Does the adolescent demonstrate the intellectual capacity and sophistication to understand the information relevant to making the decision and to appreciate the potential consequences?

Is there reason to believe that the adolescent’s views are stable and a true reflection of his or her core values and beliefs?

What is the potential impact of the adolescent’s lifestyle, family relationships and broader social affiliations on his or her ability to exercise independent judgment?

Are there any existing emotional or psychiatric vulnerabilities?

Does the adolescent’s illness or condition have an impact on his or her decision-making ability?

Is there any relevant information from adults who know the adolescent, like teachers or doctors?: at para. 96

While A.C. was decided in relation to Manitoba’s child welfare legislation and its application of the best interests test, the above principles are still relevant for interpreting the best interests standard under the federal Divorce Act and Ontario’s Children Law Reform Act.
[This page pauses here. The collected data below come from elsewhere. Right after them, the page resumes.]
//! Error types for pathboard-core
//!
//! Graph parsing never fails hard: malformed records degrade into report
//! entries so a partially-specified roadmap still renders what it validly
//! can. Hard errors are reserved for the store boundary (IO, unknown ids,
//! invalid review payloads).

use std::path::PathBuf;
use thiserror::Error;

/// Core error type for pathboard operations
#[derive(Error, Debug)]
pub enum CoreError {
    #[error("Failed to read file: {path}")]
    FileRead {
        path: PathBuf,
        #[source]
        source: std::io::Error,
    },

    #[error("Content directory not found: {path}")]
    ContentDirNotFound { path: PathBuf },

    #[error("Failed to parse JSON in {path}: {message}")]
    JsonParse {
        path: PathBuf,
        message: String,
        #[source]
        source: serde_json::Error,
    },

    #[error("Roadmap not found: {roadmap_id}")]
    RoadmapNotFound { roadmap_id: String },

    #[error("Invalid rating {rating}: must be between 1 and 5")]
    InvalidRating { rating: u8 },
}

/// Outcome of a fail-soft flowchart parse
///
/// The graph itself is always produced; this report records what was
/// dropped along the way so callers can log or surface a degraded state.
#[derive(Debug, Clone, Default, PartialEq, Eq)]
pub struct GraphParseReport {
    /// Nodes dropped because both `id` and `label` were missing
    pub nodes_dropped: usize,
    /// Nodes that replaced an earlier node with the same id (last-wins)
    pub duplicate_ids: usize,
    /// Edges dropped for a missing or dangling endpoint
    pub edges_dropped: usize,
}

impl GraphParseReport {
    /// True when every raw record made it into the graph unchanged
    pub fn is_clean(&self) -> bool {
        self.nodes_dropped == 0 && self.duplicate_ids == 0 && self.edges_dropped == 0
    }
}

/// Report of errors encountered while loading a content directory
///
/// Enables graceful degradation: one unreadable roadmap file must not
/// blank the whole store.
#[derive(Debug, Default)]
pub struct StoreLoadReport {
    pub roadmaps_loaded: usize,
    pub roadmaps_failed: usize,
    /// Human-readable description per failed file
    pub errors: Vec<String>,
}

impl StoreLoadReport {
    pub fn new() -> Self {
        Self::default()
    }

    pub fn add_failure(&mut self, path: &std::path::Path, message: impl std::fmt::Display) {
        self.roadmaps_failed += 1;
        self.errors.push(format!("{}: {}", path.display(), message));
    }

    pub fn has_errors(&self) -> bool {
        !self.errors.is_empty()
    }
}
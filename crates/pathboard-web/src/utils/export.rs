//! Export utilities for browser downloads
//!
//! Two artifacts leave the page: a PNG raster of the flowchart SVG and a
//! plain-text steps document synthesized from already-fetched data. Both
//! are best-effort conveniences: failures are logged, never surfaced as a
//! crash.

use pathboard_types::RoadmapRecord;
use wasm_bindgen::closure::Closure;
use wasm_bindgen::{JsCast, JsValue};
use web_sys::{Blob, CanvasRenderingContext2d, HtmlAnchorElement, HtmlCanvasElement, HtmlImageElement, Url};

/// Render the roadmap's steps as a downloadable plain-text document
///
/// Pure synthesis from the fetched record - no network call involved.
pub fn build_steps_document(record: &RoadmapRecord) -> String {
    let mut doc = String::new();

    doc.push_str(&record.title);
    doc.push('\n');
    doc.push_str(&"=".repeat(record.title.chars().count().max(8)));
    doc.push_str("\n\n");

    if !record.description.is_empty() {
        doc.push_str(&record.description);
        doc.push_str("\n\n");
    }

    doc.push_str(&format!("Difficulty: {}\n", record.difficulty));
    if let Some(time) = &record.estimated_time {
        doc.push_str(&format!("Estimated time: {}\n", time));
    }
    if !record.technologies.is_empty() {
        doc.push_str(&format!("Technologies: {}\n", record.technologies.join(", ")));
    }
    doc.push('\n');

    doc.push_str("Learning Steps\n--------------\n");
    for (index, step) in record.steps.iter().enumerate() {
        doc.push_str(&format!("{}. {}\n", index + 1, step.title));
        if let Some(description) = &step.description {
            doc.push_str(&format!("   {}\n", description));
        }
        for resource in &step.resources {
            doc.push_str(&format!("   - {}\n", resource));
        }
    }

    doc
}

/// Download the steps document for a roadmap
pub fn export_steps_document(record: &RoadmapRecord) {
    let doc = build_steps_document(record);
    let filename = format!("{}-steps.txt", record.id);
    if let Err(err) = trigger_download(&doc, &filename, "text/plain") {
        leptos::logging::warn!("steps export failed: {:?}", err);
    }
}

/// Rasterize an SVG element to PNG and trigger a browser download
///
/// The SVG is serialized to a utf-8 data URL, decoded into an image, drawn
/// onto an offscreen canvas and read back as PNG. A tainted canvas or any
/// other failure is logged at the call site.
pub fn export_svg_as_png(svg_dom_id: &str, filename: &str) -> Result<(), JsValue> {
    let window = web_sys::window().ok_or_else(|| JsValue::from_str("no window"))?;
    let document = window
        .document()
        .ok_or_else(|| JsValue::from_str("no document"))?;

    let svg = document
        .get_element_by_id(svg_dom_id)
        .ok_or_else(|| JsValue::from_str("flowchart svg not found"))?;

    let rect = svg.get_bounding_client_rect();
    let width = if rect.width() > 0.0 { rect.width() } else { 800.0 } as u32;
    let height = if rect.height() > 0.0 { rect.height() } else { 600.0 } as u32;

    let xml = web_sys::XmlSerializer::new()?.serialize_to_string(&svg)?;
    let encoded: String = js_sys::encode_uri_component(&xml).into();
    let data_url = format!("data:image/svg+xml;charset=utf-8,{}", encoded);

    let image = HtmlImageElement::new()?;
    let image_in_closure = image.clone();
    let png_name = format!("{}.png", filename);

    let on_load = Closure::once(move || {
        if let Err(err) = rasterize(&image_in_closure, width, height, &png_name) {
            leptos::logging::warn!("flowchart export failed: {:?}", err);
        }
    });
    image.set_onload(Some(on_load.as_ref().unchecked_ref()));
    on_load.forget();

    image.set_src(&data_url);
    Ok(())
}

fn rasterize(
    image: &HtmlImageElement,
    width: u32,
    height: u32,
    filename: &str,
) -> Result<(), JsValue> {
    let document = web_sys::window()
        .and_then(|w| w.document())
        .ok_or_else(|| JsValue::from_str("no document"))?;

    let canvas: HtmlCanvasElement = document.create_element("canvas")?.dyn_into()?;
    canvas.set_width(width);
    canvas.set_height(height);

    let context: CanvasRenderingContext2d = canvas
        .get_context("2d")?
        .ok_or_else(|| JsValue::from_str("no 2d context"))?
        .dyn_into()?;

    context.set_fill_style_str("#ffffff");
    context.fill_rect(0.0, 0.0, width as f64, height as f64);
    context.draw_image_with_html_image_element(image, 0.0, 0.0)?;

    // Throws on a canvas tainted by cross-origin images
    let png_url = canvas.to_data_url_with_type("image/png")?;

    let anchor: HtmlAnchorElement = document.create_element("a")?.dyn_into()?;
    anchor.set_href(&png_url);
    anchor.set_download(filename);
    anchor.click();

    Ok(())
}

/// Trigger browser download via Blob and temporary anchor element
fn trigger_download(content: &str, filename: &str, mime_type: &str) -> Result<(), JsValue> {
    let document = web_sys::window()
        .and_then(|w| w.document())
        .ok_or_else(|| JsValue::from_str("no document"))?;

    let blob_parts = js_sys::Array::new();
    blob_parts.push(&JsValue::from_str(content));

    let blob_options = web_sys::BlobPropertyBag::new();
    blob_options.set_type(mime_type);

    let blob = Blob::new_with_str_sequence_and_options(&blob_parts, &blob_options)?;
    let url = Url::create_object_url_with_blob(&blob)?;

    let anchor: HtmlAnchorElement = document.create_element("a")?.dyn_into()?;
    anchor.set_href(&url);
    anchor.set_download(filename);
    anchor.click();

    let _ = Url::revoke_object_url(&url);
    Ok(())
}

#[cfg(test)]
mod tests {
    use super::*;
    use pathboard_types::StepRecord;

    #[test]
    fn test_steps_document_layout() {
        let record = RoadmapRecord {
            id: "frontend".to_string(),
            title: "Frontend".to_string(),
            description: "Browser-side development".to_string(),
            content: None,
            difficulty: "medium".to_string(),
            estimated_time: Some("6 weeks".to_string()),
            technologies: vec!["HTML".to_string(), "CSS".to_string()],
            steps: vec![
                StepRecord {
                    title: "Learn HTML".to_string(),
                    description: Some("Semantics first".to_string()),
                    resources: vec!["MDN".to_string()],
                },
                StepRecord {
                    title: "Learn CSS".to_string(),
                    description: None,
                    resources: vec![],
                },
            ],
            rating: 0.0,
            enrolled_count: 0,
            image: None,
            flowchart_data: None,
        };

        let doc = build_steps_document(&record);

        assert!(doc.starts_with("Frontend\n"));
        assert!(doc.contains("Estimated time: 6 weeks"));
        assert!(doc.contains("Technologies: HTML, CSS"));
        assert!(doc.contains("1. Learn HTML"));
        assert!(doc.contains("   Semantics first"));
        assert!(doc.contains("   - MDN"));
        assert!(doc.contains("2. Learn CSS"));
    }
}
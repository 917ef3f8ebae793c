//! CLI output formatting for roadmap content

use comfy_table::{Cell, Color, ContentArrangement, Row, Table};
use pathboard_types::RoadmapSummary;

/// Format roadmap summaries as table (human) or JSON
pub fn format_roadmap_table(roadmaps: &[RoadmapSummary], json: bool, no_color: bool) -> String {
    if json {
        return serde_json::to_string_pretty(roadmaps).unwrap_or_else(|_| "[]".to_string());
    }

    if roadmaps.is_empty() {
        return "No roadmaps found.".to_string();
    }

    let mut table = Table::new();
    table.set_content_arrangement(ContentArrangement::Dynamic);

    if no_color {
        table.set_header(vec!["ID", "Title", "Difficulty", "Rating", "Enrolled"]);
    } else {
        table.set_header(vec![
            Cell::new("ID").fg(Color::Cyan),
            Cell::new("Title").fg(Color::Cyan),
            Cell::new("Difficulty").fg(Color::Cyan),
            Cell::new("Rating").fg(Color::Cyan),
            Cell::new("Enrolled").fg(Color::Cyan),
        ]);
    }

    for roadmap in roadmaps {
        let rating = format!("{:.1}", roadmap.rating);
        let enrolled = roadmap.enrolled_count.to_string();
        table.add_row(Row::from(vec![
            &roadmap.id,
            &roadmap.title,
            &roadmap.difficulty,
            &rating,
            &enrolled,
        ]));
    }

    table.to_string()
}
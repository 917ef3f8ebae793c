//! Roadmap detail page
//!
//! Owns the per-view UI state: one `ProgressTracker` and one
//! `DetailViewState` per visited roadmap. A review submission refetches
//! the record (aggregate rating is server-computed) without resetting
//! either of them.

use crate::api::{self, ApiError};
use crate::components::{
    EmptyState, FlowchartCanvas, NodeDetailModal, ReviewSection, StaticStars, StepChecklist,
    use_toast,
};
use crate::utils::export;
use leptos::prelude::*;
use leptos::task::spawn_local;
use leptos_router::hooks::use_params_map;
use pathboard_core::scene::FlowScene;
use pathboard_core::view_state::{ClickOutcome, DetailTab, DetailViewState, NodeClick};
use pathboard_core::{ProgressTracker, RoadmapGraph};
use pathboard_types::RoadmapRecord;

/// Roadmap detail page component
#[component]
pub fn RoadmapDetailPage() -> impl IntoView {
    let params = use_params_map();
    let roadmap_id = move || params.read().get("id").unwrap_or_default();

    // Bumped after a review submission to refetch the aggregate rating
    let record_version = RwSignal::new(0u32);

    // Survives record refetches; reset only by navigating to another roadmap
    let tracker = RwSignal::new(ProgressTracker::new());
    let view_state = RwSignal::new(DetailViewState::new());

    let record = LocalResource::new(move || {
        record_version.track();
        let id = roadmap_id();
        async move { api::fetch_roadmap(&id).await }
    });

    view! {
        <div class="page roadmap-detail-page">
            <Suspense fallback=move || {
                view! { <div class="loading">"Loading roadmap..."</div> }
            }>
                {move || match record.get().as_ref().map(|r| r.as_ref()) {
                    Some(Ok(rec)) => {
                        view! {
                            <RoadmapDetailView
                                record=rec.clone()
                                tracker=tracker
                                view_state=view_state
                                record_version=record_version
                            />
                        }
                            .into_any()
                    }
                    Some(Err(ApiError::NotFound)) => {
                        view! {
                            <EmptyState
                                title="Roadmap not found"
                                description="This roadmap does not exist or has been removed."
                                    .to_string()
                            />
                        }
                            .into_any()
                    }
                    Some(Err(e)) => {
                        view! {
                            <EmptyState
                                title="Could not load roadmap"
                                description=format!("{}. Please try again later.", e)
                            />
                        }
                            .into_any()
                    }
                    None => view! { <div class="loading">"Loading roadmap..."</div> }.into_any(),
                }}
            </Suspense>
        </div>
    }
}

/// Detail view over a fetched record
#[component]
fn RoadmapDetailView(
    record: RoadmapRecord,
    tracker: RwSignal<ProgressTracker>,
    view_state: RwSignal<DetailViewState>,
    record_version: RwSignal<u32>,
) -> impl IntoView {
    let toast = use_toast();
    let roadmap_id = record.id.clone();

    // Parse once per fetched record; absence of flowchart data just means
    // no flowchart section
    let graph = record
        .flowchart_data
        .as_ref()
        .map(|data| RoadmapGraph::parse(data).0);
    let has_flowchart = graph.is_some();
    let graph = StoredValue::new(graph.unwrap_or_default());

    let scene = Signal::derive(move || {
        graph.with_value(|g| FlowScene::build(g, &tracker.get()))
    });
    let summary = Signal::derive(move || graph.with_value(|g| g.summary()));
    let node_total = graph.with_value(|g| g.node_count());

    let on_node_click = Callback::new(move |(id, click): (String, NodeClick)| {
        let mut outcome = ClickOutcome::None;
        graph.with_value(|g| {
            if let Some(node) = g.get_node(&id) {
                view_state.update(|v| outcome = v.handle_node_click(node, click));
            }
        });
        if let ClickOutcome::Redirect(url) = outcome {
            if let Some(window) = leptos::web_sys::window() {
                let _ = window.open_with_url_and_target(&url, "_blank");
            }
        }
    });

    let on_toggle_fullscreen =
        Callback::new(move |_| view_state.update(|v| v.toggle_fullscreen()));

    let record_for_download = StoredValue::new(record.clone());
    let download_id = roadmap_id.clone();
    let download = move |_| {
        record_for_download.with_value(export::export_steps_document);
        let id = download_id.clone();
        spawn_local(async move { api::record_download_event(&id).await });
    };

    let share_id = roadmap_id.clone();
    let share = move |_| {
        if let Some(window) = leptos::web_sys::window() {
            if let Ok(href) = window.location().href() {
                let _ = window.navigator().clipboard().write_text(&href);
                toast.success("Link copied to clipboard".to_string());
            }
        }
        let id = share_id.clone();
        spawn_local(async move { api::record_share_event(&id).await });
    };

    let active_tab = move || view_state.get().active_tab();
    let tab_class = move |tab: DetailTab| {
        if active_tab() == tab { "tab tab-active" } else { "tab" }
    };

    let review_id = roadmap_id.clone();
    let detail_export_name = roadmap_id.clone();

    // Cloned out of `record` so the tab closures own what they render
    let overview_content = record.content.clone().filter(|c| !c.is_empty());
    let steps = record.steps.clone();

    view! {
        <article class="roadmap-detail">
            <header class="roadmap-header">
                <h1>{record.title.clone()}</h1>
                <p class="roadmap-description">{record.description.clone()}</p>
                <div class="roadmap-meta">
                    <StaticStars rating=record.rating />
                    <span class="meta-item">{format!("{:.1}", record.rating)}</span>
                    <span class="meta-item">
                        {format!("{} enrolled", record.enrolled_count)}
                    </span>
                    <span class="meta-item">{record.difficulty.clone()}</span>
                    {record
                        .estimated_time
                        .clone()
                        .map(|t| view! { <span class="meta-item">{t}</span> })}
                </div>
                <div class="roadmap-technologies">
                    {record
                        .technologies
                        .iter()
                        .map(|t| view! { <span class="chip">{t.clone()}</span> })
                        .collect_view()}
                </div>
                <div class="roadmap-actions">
                    <button class="btn btn-secondary" on:click=download>
                        "⤓ Download steps"
                    </button>
                    <button class="btn btn-secondary" on:click=share>
                        "↗ Share"
                    </button>
                </div>
            </header>

            <nav class="tabs">
                <button
                    class=move || tab_class(DetailTab::Overview)
                    on:click=move |_| view_state.update(|v| v.set_tab(DetailTab::Overview))
                >
                    "Overview"
                </button>
                {has_flowchart
                    .then(|| {
                        view! {
                            <button
                                class=move || tab_class(DetailTab::Flowchart)
                                on:click=move |_| {
                                    view_state.update(|v| v.set_tab(DetailTab::Flowchart))
                                }
                            >
                                "Flowchart"
                            </button>
                        }
                    })}
                <button
                    class=move || tab_class(DetailTab::Reviews)
                    on:click=move |_| view_state.update(|v| v.set_tab(DetailTab::Reviews))
                >
                    "Reviews"
                </button>
            </nav>

            <Show when=move || active_tab() == DetailTab::Overview>
                <section class="tab-panel">
                    {overview_content
                        .clone()
                        .map(|c| view! { <div class="roadmap-content">{c}</div> })}
                    <StepChecklist steps=steps.clone() tracker=tracker />
                </section>
            </Show>

            <Show when=move || has_flowchart && active_tab() == DetailTab::Flowchart>
                <section class="tab-panel">
                    <div class="graph-progress">
                        <span class="progress-label">
                            {move || {
                                format!("{}% of nodes completed", tracker.get().progress(node_total))
                            }}
                        </span>
                        <div class="progress-bar">
                            <div
                                class="progress-bar-fill"
                                style=move || {
                                    format!("width: {}%;", tracker.get().progress(node_total))
                                }
                            ></div>
                        </div>
                    </div>

                    <FlowchartCanvas
                        scene=scene
                        summary=summary
                        fullscreen=Signal::derive(move || view_state.get().is_fullscreen())
                        on_node_click=on_node_click
                        on_toggle_fullscreen=on_toggle_fullscreen
                        export_name=detail_export_name.clone()
                    />
                </section>
            </Show>

            <Show when=move || active_tab() == DetailTab::Reviews>
                <section class="tab-panel">
                    <ReviewSection
                        roadmap_id=review_id.clone()
                        on_rating_changed=Callback::new(move |_| {
                            record_version.update(|v| *v += 1);
                        })
                    />
                </section>
            </Show>

            {move || {
                let state = view_state.get();
                state
                    .open_node()
                    .and_then(|id| graph.with_value(|g| g.get_node(id).cloned()))
                    .map(|node| {
                        view! {
                            <NodeDetailModal
                                node=node
                                tracker=tracker
                                on_close=move || view_state.update(|v| v.close_panel())
                            />
                        }
                    })
            }}
        </article>
    }
}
Taking this together, the HCCA [Health Care Consent Act] does not limit the courts’ jurisdiction to make therapeutic orders in the child’s best interests. A court must always consider a child’s view and preferences, but a child’s refusal to participate in a therapeutic intervention will not necessarily determine whether a court can make such an order. Rather, a court must assess the child’s maturity and weigh their wishes accordingly, in relation to the various factors listed in section 24(2) of the Children’s Law Reform Act.

There are of course risks in making therapeutic orders. The child may refuse to comply. A health care practitioner may consider that the child is capable and that he or she cannot override the child’s refusal. The attempts at therapeutic intervention may fail. Courts cannot fix every problem.

That said, time and time again, experienced family court judges have emphasized the value of access to a broad variety of remedial measures. Again, in Leelaratna, the trial judge observed, “there are often no legal solutions to family problems. Therapeutic orders can be very effective tools to help the family move forward, reduce the parental conflict, and help children transition though the emotional turmoil of their parents’ litigation in a healthier way”: at para. 52, see also Fiorito, where a reversal of custody and therapy was ordered to remedy a father’s estrangement from his children. Judges deciding custody cases should be enabled to create or support the conditions which are most conducive to the flourishing of the child.”

A.M. v. C.H., 2019 ONCA 764 (CanLII) at 65-73

September 29, 2020 – Supervised Access

“The court has the power to order that the access of a parent be supervised.  See s. 16(6) Divorce Act. The onus is on a person seeking to limit access to prove that the requested access restrictions are in the best interests of a child. See Lee v. AlbrechtsupraHagen v. Muir, [2000] B.C.J. No. 786 (S.C.). Supervised access is not a permanent solution to access problems. Supervised access should only be used to alleviate a short-term problem and not to provide a long-term visitation arrangement.  See M.(B.P.) v. M.(B.L.D.E.) (1992), 1992 CanLII 8642 (ON CA), 97 D.L.R. (4th) 437 (Ont. C.A.).”